Dual Roles of Proteasome in the Metabolism of Presenilin 1

• Published in: Journal of neurochemistry Vol. 72; no. 1; pp. 255 - 261
• Main Authors: Honda, Toshiyuki, Yasutake, Kaori, Nihonmatsu, Naomi, Mercken, Mark, Takahashi, Hiroshi, Murayama, Ohoshi, Murayama, Miyuki, Sato, Kazuki, Omori, Akira, Tsubuki, Satoshi, Saido, Takaomi C., Takashima, Akihiko
• Format: Journal Article
• Language: English
• Published: Oxford UK Blackwell Science Ltd 01.01.1999; Blackwell
• Subjects: Acetylcysteine - analogs & derivatives; Acetylcysteine - pharmacology; Alzheimer Disease - genetics; Alzheimer Disease - metabolism; Alzheimer's disease; Amino Acid Sequence; Biological and medical sciences; Brain Chemistry - physiology; Coumarins - pharmacology; Cysteine Endopeptidases - drug effects; Cysteine Endopeptidases - metabolism; Cysteine Proteinase Inhibitors - pharmacology; Degenerative and inherited degenerative diseases of the nervous system. Leukodystrophies.
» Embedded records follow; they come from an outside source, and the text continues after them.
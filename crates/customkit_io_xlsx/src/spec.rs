//! Workbook models, manager options and error types.

use std::fmt;
use std::io;
use std::path::{Path, PathBuf};

use chrono::{NaiveDate, NaiveDateTime};
use customkit_log::{C_PATH_LOG_FILE_DEFAULT, EnumLogLevel};

use crate::conf::C_NAME_LOGGER_EXCEL;

////////////////////////////////////////////////////////////////////////////////
// #region WorkbookModel

/// Normalized cell value shared by the reader, the writer and table conversion.
#[derive(Debug, Clone, PartialEq, Default)]
pub enum EnumCellValue {
    /// Missing/blank value.
    #[default]
    None,
    /// Text value.
    String(String),
    /// Numeric value.
    Number(f64),
    /// Boolean value.
    Boolean(bool),
    /// Calendar date.
    Date(NaiveDate),
    /// Date with time of day.
    DateTime(NaiveDateTime),
}

impl EnumCellValue {
    pub fn is_none(&self) -> bool {
        matches!(self, Self::None)
    }
}

/// Per-sheet protection record.
///
/// `password_hash` is the legacy 16-bit Excel hash in upper-case hex.
#[derive(Debug, Clone, PartialEq, Eq, Default)]
pub struct SpecSheetProtection {
    /// Whether the sheet protection gate is on.
    pub if_protected: bool,
    /// Stored password hash, kept even while the gate is off.
    pub password_hash: Option<String>,
}

/// One worksheet: values anchored at A1 plus its protection record.
#[derive(Debug, Clone, PartialEq, Default)]
pub struct SpecSheet {
    pub name: String,
    pub cells: Vec<Vec<EnumCellValue>>,
    pub protection: SpecSheetProtection,
}

impl SpecSheet {
    /// Create an empty, unprotected sheet.
    pub fn new(name: impl Into<String>) -> Self {
        Self {
            name: name.into(),
            ..Default::default()
        }
    }

    /// Number of rows up to and including the last row holding a value.
    pub fn n_rows_used(&self) -> usize {
        self.cells
            .iter()
            .rposition(|row| row.iter().any(|value| !value.is_none()))
            .map_or(0, |n_idx| n_idx + 1)
    }

    /// Set one cell, growing the grid as needed.
    pub fn set_cell(&mut self, n_row: usize, n_col: usize, value: EnumCellValue) {
        if self.cells.len() <= n_row {
            self.cells.resize_with(n_row + 1, Vec::new);
        }
        let row = &mut self.cells[n_row];
        if row.len() <= n_col {
            row.resize(n_col + 1, EnumCellValue::None);
        }
        row[n_col] = value;
    }

    /// Overlay `grid` onto the sheet starting at column A of `row_start`.
    pub fn write_grid(&mut self, row_start: usize, grid: Vec<Vec<EnumCellValue>>) {
        for (n_offset, row) in grid.into_iter().enumerate() {
            for (n_col, value) in row.into_iter().enumerate() {
                self.set_cell(row_start + n_offset, n_col, value);
            }
        }
    }
}

/// Ordered set of sheets loaded from one workbook file.
#[derive(Debug, Clone, PartialEq, Default)]
pub struct SpecWorkbook {
    pub sheets: Vec<SpecSheet>,
}

impl SpecWorkbook {
    pub fn sheet_names(&self) -> Vec<String> {
        self.sheets.iter().map(|sheet| sheet.name.clone()).collect()
    }

    /// Index of the sheet named exactly `name`.
    pub fn position(&self, name: &str) -> Option<usize> {
        self.sheets.iter().position(|sheet| sheet.name == name)
    }

    pub fn sheet(&self, name: &str) -> Option<&SpecSheet> {
        self.sheets.iter().find(|sheet| sheet.name == name)
    }

    pub fn sheet_mut(&mut self, name: &str) -> Option<&mut SpecSheet> {
        self.sheets.iter_mut().find(|sheet| sheet.name == name)
    }

    pub fn push_sheet(&mut self, sheet: SpecSheet) {
        self.sheets.push(sheet);
    }

    /// Remove and return the sheet named exactly `name`.
    pub fn remove_sheet(&mut self, name: &str) -> Option<SpecSheet> {
        self.position(name).map(|n_idx| self.sheets.remove(n_idx))
    }

    /// Move the sheet to index 0; the others keep their relative order.
    pub fn move_sheet_to_front(&mut self, name: &str) -> bool {
        match self.position(name) {
            Some(n_idx) => {
                self.sheets[..=n_idx].rotate_right(1);
                true
            }
            None => false,
        }
    }
}

// #endregion
////////////////////////////////////////////////////////////////////////////////
// #region ManagerOptions

/// Policy when `create_sheet` is asked for a name already in use.
#[derive(Debug, Clone, Copy, PartialEq, Eq, Default)]
pub enum EnumSheetNameConflictStrategy {
    /// Append the highest numeric suffix + 1 (`Sheet1` -> `Sheet11`).
    #[default]
    Rename,
    /// Fail with [`ExcelError::SheetExists`].
    Error,
}

/// How `overwrite_sheet` sequences its delete/create/write steps.
#[derive(Debug, Clone, Copy, PartialEq, Eq, Default)]
pub enum EnumOverwriteMode {
    /// Three saves against the target file; a mid-way failure is visible.
    #[default]
    Sequential,
    /// Run the steps on a sibling temp copy and rename it over the target.
    Shadow,
}

/// Construction options for [`crate::ExcelManager`].
#[derive(Debug, Clone, PartialEq, Eq)]
pub struct SpecExcelManagerOptions {
    /// Log file shared with the embedded date normalizer.
    pub path_file_log: PathBuf,
    /// Minimum log severity.
    pub log_level: EnumLogLevel,
    /// Logger name.
    pub log_name: String,
    pub rule_sheet_name_conflict: EnumSheetNameConflictStrategy,
    pub rule_overwrite: EnumOverwriteMode,
}

impl Default for SpecExcelManagerOptions {
    fn default() -> Self {
        Self {
            path_file_log: PathBuf::from(C_PATH_LOG_FILE_DEFAULT),
            log_level: EnumLogLevel::Debug,
            log_name: C_NAME_LOGGER_EXCEL.to_string(),
            rule_sheet_name_conflict: EnumSheetNameConflictStrategy::default(),
            rule_overwrite: EnumOverwriteMode::default(),
        }
    }
}

// #endregion
////////////////////////////////////////////////////////////////////////////////
// #region Errors

/// Coarse failure classes reported in logs.
#[derive(Debug, Clone, Copy, PartialEq, Eq)]
pub enum EnumExcelErrorKind {
    FileNotFound,
    SheetNotFound,
    PermissionDenied,
    Unknown,
}

impl fmt::Display for EnumExcelErrorKind {
    fn fmt(&self, f: &mut fmt::Formatter<'_>) -> fmt::Result {
        f.write_str(match self {
            Self::FileNotFound => "FileNotFound",
            Self::SheetNotFound => "SheetNotFound",
            Self::PermissionDenied => "PermissionDenied",
            Self::Unknown => "Unknown",
        })
    }
}

#[derive(Debug, thiserror::Error)]
pub enum ExcelError {
    #[error("File '{}' not found.", .0.display())]
    FileNotFound(PathBuf),
    #[error("Sheet '{sheet}' not found in workbook '{}'.", .workbook.display())]
    SheetNotFound { workbook: PathBuf, sheet: String },
    #[error("Sheet '{sheet}' already exists in workbook '{}'.", .workbook.display())]
    SheetExists { workbook: PathBuf, sheet: String },
    #[error("Invalid sheet name '{0}': {1}")]
    InvalidSheetName(String, String),
    #[error("Cannot delete '{sheet}': it is the last sheet of '{}'.", .workbook.display())]
    LastSheet { workbook: PathBuf, sheet: String },
    #[error("Permission error while accessing '{}'.", .0.display())]
    PermissionDenied(PathBuf),
    #[error(transparent)]
    Io(#[from] io::Error),
    #[error("xlsx read error: {0}")]
    Read(#[from] calamine::XlsxError),
    #[error("xlsx write error: {0}")]
    Write(#[from] rust_xlsxwriter::XlsxError),
    #[error("xlsx package error: {0}")]
    Package(#[from] zip::result::ZipError),
    #[error("xlsx xml error: {0}")]
    Xml(#[from] quick_xml::Error),
    #[error("xlsx xml attribute error: {0}")]
    XmlAttribute(#[from] quick_xml::events::attributes::AttrError),
    #[error("table error: {0}")]
    Table(#[from] polars::prelude::PolarsError),
    #[error("{0}")]
    Invalid(String),
}

impl ExcelError {
    /// Map the error onto the logged failure taxonomy.
    pub fn kind(&self) -> EnumExcelErrorKind {
        match self {
            Self::FileNotFound(_) => EnumExcelErrorKind::FileNotFound,
            Self::SheetNotFound { .. } => EnumExcelErrorKind::SheetNotFound,
            Self::PermissionDenied(_) => EnumExcelErrorKind::PermissionDenied,
            Self::Io(err) => match err.kind() {
                io::ErrorKind::NotFound => EnumExcelErrorKind::FileNotFound,
                io::ErrorKind::PermissionDenied => EnumExcelErrorKind::PermissionDenied,
                _ => EnumExcelErrorKind::Unknown,
            },
            _ => EnumExcelErrorKind::Unknown,
        }
    }

    /// Attach `path` to file-level io failures.
    pub(crate) fn from_io(err: io::Error, path: &Path) -> Self {
        match err.kind() {
            io::ErrorKind::NotFound => Self::FileNotFound(path.to_path_buf()),
            io::ErrorKind::PermissionDenied => Self::PermissionDenied(path.to_path_buf()),
            _ => Self::Io(err),
        }
    }
}

// #endregion
////////////////////////////////////////////////////////////////////////////////

#[cfg(test)]
mod tests {
    use super::*;

    fn derive_workbook(l_names: &[&str]) -> SpecWorkbook {
        SpecWorkbook {
            sheets: l_names.iter().map(|name| SpecSheet::new(*name)).collect(),
        }
    }

    #[test]
    fn test_move_sheet_to_front_keeps_relative_order() {
        let mut workbook = derive_workbook(&["A", "B", "C", "D"]);
        assert!(workbook.move_sheet_to_front("C"));
        assert_eq!(workbook.sheet_names(), vec!["C", "A", "B", "D"]);
        assert!(!workbook.move_sheet_to_front("Z"));
    }

    #[test]
    fn test_sheet_lookup_is_case_sensitive() {
        let workbook = derive_workbook(&["Data"]);
        assert!(workbook.sheet("data").is_none());
        assert_eq!(workbook.position("Data"), Some(0));
    }

    #[test]
    fn test_write_grid_overlays_and_counts_rows() {
        let mut sheet = SpecSheet::new("S");
        assert_eq!(sheet.n_rows_used(), 0);

        sheet.write_grid(
            1,
            vec![vec![EnumCellValue::Number(1.0), EnumCellValue::Number(2.0)]],
        );
        sheet.write_grid(3, vec![vec![EnumCellValue::None]]);
        assert_eq!(sheet.n_rows_used(), 2);
        assert_eq!(sheet.cells[1][1], EnumCellValue::Number(2.0));
    }

    #[test]
    fn test_error_kind_classifies_io() {
        let err = ExcelError::from_io(
            io::Error::new(io::ErrorKind::PermissionDenied, "denied"),
            Path::new("a.xlsx"),
        );
        assert_eq!(err.kind(), EnumExcelErrorKind::PermissionDenied);

        let err = ExcelError::Io(io::Error::new(io::ErrorKind::NotFound, "gone"));
        assert_eq!(err.kind(), EnumExcelErrorKind::FileNotFound);
        assert_eq!(EnumExcelErrorKind::SheetNotFound.to_string(), "SheetNotFound");
    }
}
Prion diseases; Glycoproteins - pharmacology; Humans; Kidney - cytology; Medical sciences; Membrane Proteins - metabolism; Molecular Sequence Data; Multienzyme Complexes - drug effects; Multienzyme Complexes - metabolism; Mutation - physiology; Neuroblastoma; Neurology; Peptide Fragments - genetics; Peptide Fragments - metabolism; Precipitin Tests; Presenilin; Presenilin-1; Proteasome; Proteasome Endopeptidase Complex; Proteolytic processing; Serine Proteinase Inhibitors - pharmacology; Sulfones - pharmacology; Trypsin Inhibitors - pharmacology; Tumor Cells, Cultured; Human; Multicatalytic endopeptidase complex; Nervous system diseases; Enzyme; Alzheimer disease; Presenilin; Metabolism; In vitro; Cerebral disorder; Peptidases; Cell line; Proteolysis; Central nervous system disease; Hydrolases; Degenerative disease
• ISSN: 0022-3042; 1471-4159
• DOI: 10.1046/j.1471-4159.1999.0720255.x

: Presenilin 1 (PS1) has been identified as a causative gene for most early‐onset familial Alzheimer's disease. Biochemical studies revealed that PS1 exists predominantly as two processed fragments in cells and brain tissues. We prepared stably transfected cells expressing the wild‐type and familial Alzheimer's disease‐associated mutants of PS1 and investigated the enzyme that participates in the metabolism of PS1. After treatment of the cells with proteasome inhibitors, the full‐length PS1 was significantly accumulated. The levels of N‐ and C‐terminal fragments were also increased. The accumulation of PS1 with a deletion of exon 10, which is unable to be processed, on treatment of the transfected cells with lactacystin indicated that proteasome can degrade full‐length PS1. A synthetic peptide that includes the processing region of PS1 was cleaved by 20S proteasome at the putative processing sites after Met288 and Glu299. Metabolic labeling experiments showed that the appearance of the N‐terminal fragment was attenuated by the inhibitor. Finally, 28‐kDa N‐ and 20‐kDa C‐terminal fragments were generated by purified PS1 in vitro. These data indicated that the proteasome pathway is involved in PS1 processing. These results demonstrate that the proteasome pathway plays dual roles in processing and degradation of PS1.